Democrats had been poised to inscribe their health care agenda into law by reconciling differences between a House bill passed in November and a similar measure the Senate had passed on Christmas Eve. The unified bill would need a final, anticlimactic approval in each chamber, which was virtually guaranteed.

But Brown became the 41st Republican in the 100-member Senate, restoring the GOP's power to block the health-care vote with a filibuster.

Senate leaders and some White House aides saw an obvious solution. The Democratic-controlled House could pass the Senate bill with no changes, and Obama would sign it, with no further Senate action needed.

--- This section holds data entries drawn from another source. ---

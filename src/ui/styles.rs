use eframe::egui::{Color32, Response, RichText, TextEdit, Ui};

use crate::models::{SubscriptionStatus, TradeDirection};
use crate::ui::{UI_CONFIG, UI_TEXT};

pub trait DirectionColor {
    fn color(&self) -> Color32;
}

impl DirectionColor for TradeDirection {
    fn color(&self) -> Color32 {
        match self {
            Self::Buy => UI_CONFIG.colors.positive,
            Self::Sell => UI_CONFIG.colors.negative,
        }
    }
}

pub fn heading(text: impl Into<String>) -> RichText {
    RichText::new(text.into())
        .size(20.0)
        .strong()
        .color(UI_CONFIG.colors.heading)
}

pub fn accent_heading(text: impl Into<String>) -> RichText {
    RichText::new(text.into())
        .size(20.0)
        .strong()
        .color(UI_CONFIG.colors.accent)
}

pub fn field_label(ui: &mut Ui, text: &str) {
    ui.label(RichText::new(text).small().color(UI_CONFIG.colors.subdued));
}

pub fn error_text(ui: &mut Ui, text: &str) {
    ui.label(RichText::new(text).color(UI_CONFIG.colors.negative));
}

pub fn success_text(ui: &mut Ui, text: &str) {
    ui.label(RichText::new(text).color(UI_CONFIG.colors.positive));
}

/// Pill-shaped status badge, green when subscribed, red otherwise.
pub fn subscription_badge(ui: &mut Ui, status: Option<SubscriptionStatus>) {
    let subscribed = status.is_some_and(|s| s.is_subscribed());
    let (text, color) = if subscribed {
        (UI_TEXT.badge_subscribed, UI_CONFIG.colors.positive)
    } else {
        (UI_TEXT.badge_inactive, UI_CONFIG.colors.negative)
    };
    status_pill(ui, text, color);
}

pub fn status_pill(ui: &mut Ui, text: &str, color: Color32) {
    eframe::egui::Frame {
        fill: UI_CONFIG.colors.side_panel,
        stroke: eframe::egui::Stroke::new(1.0, color),
        inner_margin: eframe::egui::Margin::symmetric(8, 2),
        corner_radius: 10.into(),
        ..Default::default()
    }
    .show(ui, |ui| {
        ui.label(RichText::new(text).small().color(color));
    });
}

/// Single-line password box with the reveal toggle next to it.
pub fn password_field(ui: &mut Ui, value: &mut String, show: &mut bool, hint: &str) -> Response {
    ui.horizontal(|ui| {
        let resp = ui.add(
            TextEdit::singleline(value)
                .password(!*show)
                .hint_text(hint)
                .desired_width(220.0),
        );
        let eye = if *show { "🙈" } else { "👁" };
        if ui.small_button(eye).clicked() {
            *show = !*show;
        }
        resp
    })
    .inner
}

/// "••••••••" when a password is set, "Not set" otherwise.
pub fn masked_password(value: &str) -> &'static str {
    if value.is_empty() {
        UI_TEXT.not_set
    } else {
        UI_TEXT.masked_password
    }
}

/// A value string with a fallback when the backend has nothing stored.
pub fn or_not_set(value: &str) -> &str {
    if value.is_empty() { UI_TEXT.not_set } else { value }
}
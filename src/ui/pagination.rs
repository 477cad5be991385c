//! The one pagination implementation shared by every list-bearing screen.
//! Changing pages only re-slices the already-fetched list; no network calls.

use eframe::egui::{Button, RichText, Ui};

use crate::ui::UI_CONFIG;
use crate::ui::UI_TEXT;

#[derive(Debug, Clone, Copy, PartialEq, Eq)]
pub struct Pager {
    page: usize, // 1-based
    page_size: usize,
}

impl Pager {
    pub const fn new(page_size: usize) -> Self {
        Self { page: 1, page_size }
    }

    pub fn page(&self) -> usize {
        self.page
    }

    /// `ceil(len / page_size)`; an empty list has zero pages, never NaN-style
    /// surprises.
    pub fn total_pages(&self, len: usize) -> usize {
        len.div_ceil(self.page_size)
    }

    pub fn has_prev(&self) -> bool {
        self.page > 1
    }

    pub fn has_next(&self, len: usize) -> bool {
        self.page < self.total_pages(len)
    }

    pub fn prev(&mut self) {
        if self.has_prev() {
            self.page -= 1;
        }
    }

    pub fn next(&mut self, len: usize) {
        if self.has_next(len) {
            self.page += 1;
        }
    }

    pub fn reset(&mut self) {
        self.page = 1;
    }

    /// The current page's view into `items`. Out-of-range pages (list shrank
    /// under us) yield an empty slice rather than panicking.
    pub fn slice<'a, T>(&self, items: &'a [T]) -> &'a [T] {
        let start = (self.page - 1) * self.page_size;
        if start >= items.len() {
            return &[];
        }
        let end = (start + self.page_size).min(items.len());
        &items[start..end]
    }
}

/// Prev/Next controls plus the "Page x of y" caption. Hidden entirely for an
/// empty list, like the pages it was extracted from.
pub fn pagination_controls(ui: &mut Ui, pager: &mut Pager, len: usize) {
    if len == 0 {
        return;
    }
    ui.horizontal(|ui| {
        if ui
            .add_enabled(pager.has_prev(), Button::new(UI_TEXT.btn_prev))
            .clicked()
        {
            pager.prev();
        }
        if ui
            .add_enabled(pager.has_next(len), Button::new(UI_TEXT.btn_next))
            .clicked()
        {
            pager.next(len);
        }
        ui.label(
            RichText::new(format!("Page {} of {}", pager.page(), pager.total_pages(len)))
                .small()
                .color(UI_CONFIG.colors.subdued),
        );
    });
}

#[cfg(test)]
mod tests {
    use super::*;

    #[test]
    fn total_pages_is_ceiling_division() {
        let pager = Pager::new(5);
        assert_eq!(pager.total_pages(0), 0);
        assert_eq!(pager.total_pages(1), 1);
        assert_eq!(pager.total_pages(5), 1);
        assert_eq!(pager.total_pages(6), 2);
        assert_eq!(pager.total_pages(12), 3);
    }

    #[test]
    fn next_enabled_on_page_one_iff_more_than_one_page() {
        let pager = Pager::new(5);
        assert!(!pager.has_next(5));
        assert!(pager.has_next(6));
    }

    #[test]
    fn empty_list_has_zero_pages_and_no_motion() {
        let mut pager = Pager::new(5);
        assert_eq!(pager.total_pages(0), 0);
        assert!(!pager.has_next(0));
        assert!(!pager.has_prev());
        pager.next(0);
        pager.prev();
        assert_eq!(pager.page(), 1);
        let empty: &[u8] = &[];
        assert!(pager.slice(empty).is_empty());
    }

    #[test]
    fn twelve_items_walk() {
        let items: Vec<u32> = (1..=12).collect();
        let mut pager = Pager::new(5);

        assert_eq!(pager.slice(&items), &[1, 2, 3, 4, 5]);
        assert!(pager.has_next(items.len()));
        assert_eq!(pager.total_pages(items.len()), 3);

        pager.next(items.len());
        assert_eq!(pager.slice(&items), &[6, 7, 8, 9, 10]);

        pager.next(items.len());
        assert_eq!(pager.page(), 3);
        assert_eq!(pager.slice(&items), &[11, 12]);
        assert!(!pager.has_next(items.len()));

        // Next on the last page is a no-op.
        pager.next(items.len());
        assert_eq!(pager.page(), 3);
    }

    #[test]
    fn out_of_range_page_slices_empty() {
        let items: Vec<u32> = (1..=12).collect();
        let mut pager = Pager::new(5);
        pager.next(items.len());
        pager.next(items.len());
        // List shrank behind our back.
        let shrunk: Vec<u32> = (1..=3).collect();
        assert!(pager.slice(&shrunk).is_empty());
        pager.reset();
        assert_eq!(pager.slice(&shrunk), &[1, 2, 3]);
    }
}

There was just one problem. House Speaker Nancy Pelosi, D-Calif., met with her Democratic colleagues two days after Brown's win, and announced: "I don't think it's possible to pass the Senate bill in the House."

Indeed, scores of House Democrats deeply resented the Senate and its health care bill. They said it slapped too large a tax on employer-provided health plans, offered insufficient help to poor people needing insurance and contained an odious special Medicaid deal for Nebraska, whose Democratic senator had been a holdout.

Obama, asked about pressing House Democrats to swallow the disliked Senate bill, told ABC News, "I can't force them to do that."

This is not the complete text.